Espinoza, en tanto, discutió abiertamente con el ministro y no quiere saber mucho de hacerse cargo de algún tipo de colaboración especial para las fuerzas de seguridad de lo que más allá de lo protocolar y estrictamente necesario deba aportar para el normal funcionamiento de la Policía de su localidad. Aún cree que Berni armó el complejo en Puente 12, en el extremo de La Matanza, como mensaje directo contra él.

Así las cosas, el jefe de la Policía Bonaerense en los hechos, cuyos uniformes ya llevan en la parte de la espalda FBA, Fuerza Buenos Aires, su agrupación política, sabe que si lo echan todos pierden mucho más que él. Por más informes periodísticos que determinen las inconsistencias observadas en su patrimonio, su futuro depende sólo de su decisión.

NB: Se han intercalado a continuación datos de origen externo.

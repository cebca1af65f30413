//! High-level, ergonomic library API: the model-driven [`Remover`], in-memory processing
//! by [`ProcessingParams`], and file/directory helpers. Prefer these entrypoints over the
//! low-level processing modules when integrating bgcrop.
use std::path::{Path, PathBuf};

use image::{DynamicImage, GrayImage, RgbaImage};
use tracing::{info, warn};

use crate::core::params::ProcessingParams;
use crate::core::processing::composite::composite_over;
use crate::core::processing::crop::smart_crop_from_mask;
use crate::core::processing::mask::{
    AUTO_BACKGROUND_TOLERANCE, AUTO_EDGE_THRESHOLD, Mask, MaskStrategy,
};
use crate::core::processing::save::{save_mask, save_processed_image};
use crate::error::{Error, Result};
use crate::io::{is_supported_image, load_image};
use crate::types::{MaskSource, ProcessingMode};

mod remover;
pub use remover::Remover;

/// Result of in-memory processing
#[derive(Debug, Clone)]
pub enum ProcessedImage {
    /// Cut-out or crop
    Image(RgbaImage),
    /// Mask mode output, same size as the input
    Mask(GrayImage),
}

/// Model-free strategy for a mask source; `None` for [`MaskSource::Model`].
pub fn strategy_for(source: MaskSource) -> Option<MaskStrategy> {
    match source {
        MaskSource::Model => None,
        MaskSource::Auto => Some(MaskStrategy::Auto),
        MaskSource::Alpha => Some(MaskStrategy::Alpha),
        MaskSource::Background => Some(MaskStrategy::Background {
            color: None,
            tolerance: AUTO_BACKGROUND_TOLERANCE,
        }),
        MaskSource::Edges => Some(MaskStrategy::Edges {
            threshold: AUTO_EDGE_THRESHOLD,
        }),
    }
}

fn require_remover<'a>(remover: Option<&'a Remover>) -> Result<&'a Remover> {
    remover.ok_or_else(|| Error::InvalidArgument {
        arg: "model",
        value: "mask source 'model' needs a loaded model".to_string(),
    })
}

/// Run `params.mode` on an in-memory image.
///
/// `remover` is only consulted when `params.mask_source` is [`MaskSource::Model`].
pub fn process_image(
    image: &DynamicImage,
    params: &ProcessingParams,
    remover: Option<&Remover>,
) -> Result<ProcessedImage> {
    params.validate()?;
    let strategy = strategy_for(params.mask_source);

    match (params.mode, strategy) {
        (ProcessingMode::Cutout, None) => {
            let remover = require_remover(remover)?;
            Ok(ProcessedImage::Image(
                remover.remove_background_over(image, params.background)?,
            ))
        }
        (ProcessingMode::Cutout, Some(strategy)) => {
            let mask = strategy.mask(image);
            Ok(ProcessedImage::Image(composite_over(
                image,
                &mask,
                params.background,
            )?))
        }
        (ProcessingMode::Crop, None) => {
            let remover = require_remover(remover)?;
            Ok(ProcessedImage::Image(remover.smart_crop(image, &params.crop)?))
        }
        (ProcessingMode::Crop, Some(strategy)) => Ok(ProcessedImage::Image(
            smart_crop_from_mask(image, &strategy, &params.crop)?,
        )),
        (ProcessingMode::Mask, None) => {
            let remover = require_remover(remover)?;
            Ok(ProcessedImage::Mask(remover.refined_mask(image)?))
        }
        (ProcessingMode::Mask, Some(strategy)) => Ok(ProcessedImage::Mask(strategy.mask(image))),
    }
}

/// Process one image file to an output path using `params`.
pub fn process_file_to_path(
    input: &Path,
    output: &Path,
    params: &ProcessingParams,
    remover: Option<&Remover>,
) -> Result<()> {
    let image = load_image(input)?;
    info!(
        "Processing {:?} ({} via {}) -> {:?}",
        input, params.mode, params.mask_source, output
    );
    match process_image(&image, params, remover)? {
        ProcessedImage::Image(img) => save_processed_image(&img, output, params.format),
        ProcessedImage::Mask(mask) => save_mask(&mask, output, params.format),
    }
}

/// Batch processing report
#[derive(Debug, Clone, Copy, Default, PartialEq, Eq)]
pub struct BatchReport {
    pub processed: usize,
    pub skipped: usize,
    pub errors: usize,
}

/// Regular files directly inside `input_dir`, sorted by path.
pub fn iterate_images(input_dir: &Path) -> Result<Vec<PathBuf>> {
    let mut files = Vec::new();
    for entry in std::fs::read_dir(input_dir)? {
        let path = entry?.path();
        if path.is_file() {
            files.push(path);
        }
    }
    files.sort();
    Ok(files)
}

/// Output path for `input` inside `output_dir`, with the extension of `params.format`.
pub fn output_path_for(input: &Path, output_dir: &Path, params: &ProcessingParams) -> PathBuf {
    let stem = input
        .file_stem()
        .map(|s| s.to_string_lossy().into_owned())
        .unwrap_or_else(|| "output".to_string());
    output_dir.join(format!("{}.{}", stem, params.format.extension()))
}

/// Process every image file in `input_dir` into `output_dir` using `params`.
/// Files without an image extension are counted as skipped.
/// If `continue_on_error` is true, errors are logged in the report and processing continues; otherwise, the first error is returned.
pub fn process_directory_to_path(
    input_dir: &Path,
    output_dir: &Path,
    params: &ProcessingParams,
    remover: Option<&Remover>,
    continue_on_error: bool,
) -> Result<BatchReport> {
    std::fs::create_dir_all(output_dir)?;
    params.validate()?;

    let mut report = BatchReport::default();
    for path in iterate_images(input_dir)? {
        if !is_supported_image(&path) {
            info!("Skipping non-image: {:?}", path);
            report.skipped += 1;
            continue;
        }

        let output_path = output_path_for(&path, output_dir, params);
        match process_file_to_path(&path, &output_path, params, remover) {
            Ok(()) => report.processed += 1,
            Err(e) => {
                warn!("Error processing {:?}: {}", path, e);
                report.errors += 1;
                if !continue_on_error {
                    return Err(e);
                }
            }
        }
    }

    info!(
        "Batch complete: processed={} skipped={} errors={}",
        report.processed, report.skipped, report.errors
    );
    Ok(report)
}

No es ningún secreto que tiene pensado ser candidato el año próximo, aunque ahora haya elegido no explicitarlo. Si le permiten competir en las PASO del oficialismo, mejor, sino, trabajará por fuera de esa estructura política y sabe que el porcentaje que se lleve dejará sin ningún futuro ni al gobernador ni a La Cámpora en su único deseo en común. Mantener el poder de la provincia de Buenos Aires.

Pocas veces el kirchnerismo y el peronismo se desprenden inmediatamente de un funcionario denunciado por la prensa. Le cuesta tomar nota que la opinión pública también pesa en el humor social. Por eso no llamó la atención que ante las versiones surgidas tras la cena de Cristina Fernández de Kirchner con los intendentes y ministros el jueves pasado en La Plata hayan surgido miles de especulaciones por una posible salida de Berni del poder y que tampoco fue sorpresa que al lado del ministro y del gobernador se hayan encargado de afirmar que no hay ninguna movida ni salida programada.